David Paulk/Ohio.com correspondent
Annette Simon was obviously nervous while speaking to the Copley-Fairlawn Board of Education during its regular meeting last week, but her message was clear: thank you.
Simon’s appreciation was aimed at a school board she felt was a driving force behind her daughter graduating from high school. Her daughter is autistic and accepted her diploma in May. Simon did not want to release her name.
“The school is full of special needs students with IEP’s [individualized education plans] and I know how hard it is to be a teacher and do all this work for students and never get a thank you,” Simon said.

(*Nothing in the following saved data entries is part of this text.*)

//! Shared plumbing for every pipeline stage.

use std::sync::Arc;
use std::time::Instant;

use anyhow::{Context, Result};
use chrono::Utc;
use tracing::{debug, warn};

use crate::adapters::{Generation, GenerationRequest, Generator};
use crate::domain::{Action, ActivityLog, AgentMetrics, Message, Payload, Stage, Story};
use crate::queue::MessageQueue;
use crate::store::DocumentStore;

/// Queue, store and generator handles shared by all stages in a process
#[derive(Clone)]
pub struct Services {
    pub queue: Arc<dyn MessageQueue>,
    pub store: Arc<dyn DocumentStore>,
    pub generator: Arc<dyn Generator>,
}

impl Services {
    pub fn new(
        queue: Arc<dyn MessageQueue>,
        store: Arc<dyn DocumentStore>,
        generator: Arc<dyn Generator>,
    ) -> Self {
        Self {
            queue,
            store,
            generator,
        }
    }
}

/// One stage's view of the services, plus its system prompt
#[derive(Clone)]
pub struct AgentContext {
    pub stage: Stage,
    pub services: Services,
    pub system_prompt: String,
}

impl AgentContext {
    pub fn new(stage: Stage, services: Services, system_prompt: impl Into<String>) -> Self {
        Self {
            stage,
            services,
            system_prompt: system_prompt.into(),
        }
    }

    pub fn name(&self) -> &'static str {
        self.stage.as_str()
    }

    /// Best-effort activity record; failures are logged, never returned
    pub async fn log_activity(&self, story_id: &str, action: &str, detail: impl Into<String>) {
        let entry = ActivityLog::new(self.name(), story_id, action, detail);
        debug!(agent = self.name(), story_id, action, detail = %entry.detail, "Activity");

        if let Err(e) = self.services.store.log_activity(&entry).await {
            warn!(agent = self.name(), error = %e, "Failed to record activity");
        }
    }

    pub async fn load_story(&self, story_id: &str) -> Result<Option<Story>> {
        self.services
            .store
            .get_story(story_id)
            .await
            .with_context(|| format!("Failed to load story {}", story_id))
    }

    pub async fn save_story(&self, story: &mut Story) -> Result<()> {
        self.services
            .store
            .save_story(story)
            .await
            .with_context(|| format!("Failed to save story {}", story.story_id))
    }

    /// Atomic read-modify-write of the persisted story; `None` if it is gone
    pub async fn update_story(
        &self,
        story_id: &str,
        update: impl FnOnce(&mut Story) + Send + 'static,
    ) -> Result<Option<Story>> {
        self.services
            .store
            .update_story(story_id, Box::new(update))
            .await
            .with_context(|| format!("Failed to update story {}", story_id))
    }

    /// Call the generator once on behalf of `story` and record its usage.
    ///
    /// The story's model override applies. Metrics are appended to the
    /// story in memory; the caller persists them with its own save or
    /// replays the last entry through `update_story`.
    pub async fn generate(
        &self,
        story: &mut Story,
        action: &str,
        round_number: u32,
        prompt: String,
    ) -> Result<String> {
        let request = GenerationRequest::new(prompt, self.system_prompt.as_str())
            .with_model(story.model_override());

        let started = Instant::now();
        let Generation { text, usage } = self
            .services
            .generator
            .generate(request)
            .await
            .with_context(|| format!("{} generation failed for story {}", action, story.story_id))?;
        let elapsed = started.elapsed().as_secs_f64();

        story.record_metrics(AgentMetrics {
            agent: self.name().to_string(),
            action: action.to_string(),
            round_number,
            duration_seconds: (elapsed * 100.0).round() / 100.0,
            prompt_tokens: usage.prompt_tokens,
            completion_tokens: usage.completion_tokens,
            total_tokens: usage.total_tokens,
            timestamp: Utc::now(),
        });

        Ok(text)
    }

    /// Push a new message to `target`'s queue
    pub async fn send(
        &self,
        target: Stage,
        story_id: &str,
        action: Action,
        payload: Payload,
    ) -> Result<()> {
        let message = Message::new(story_id, action)
            .with_payload(payload)
            .route(self.name(), target.as_str());

        self.services
            .queue
            .push(target.queue(), &message)
            .await
            .with_context(|| format!("Failed to enqueue {} for {}", message.action, target))
    }

    /// Report back to the orchestrator's control queue
    pub async fn reply(&self, story_id: &str, action: Action, payload: Payload) -> Result<()> {
        self.send(Stage::Orchestrator, story_id, action, payload).await
    }
}

/// Word count used in activity details
pub(crate) fn word_count(text: &str) -> usize {
    text.split_whitespace().count()
}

Her daughter, who, according to Simon was proficient in math and science, never liked the word disabled. That is why her daughter especially enjoyed the teachers who treated her like everyone else.
However, despite her daughter’s dislike of the word “disabled,” Simon often had to deal with the harsh reality of having an autistic child in school.
“I had conflicts at times with certain teachers and professionals and had to go in and work through issues, and I appreciated their time and willingness to hear me through so she could be successful in school,” Simon said.
Her extra effort paid off. According to the Autistic Society of America, only 56 percent of autistic students graduate from high school.
Simon’s daughter is 21 years old now and is part of a two-year training program with Summit County Developmental Disabilities. This program trains people with mental disabilities so they can eventually enter the workforce.
Simon said her daughter is almost done with the training and should be looking for regular employment soon.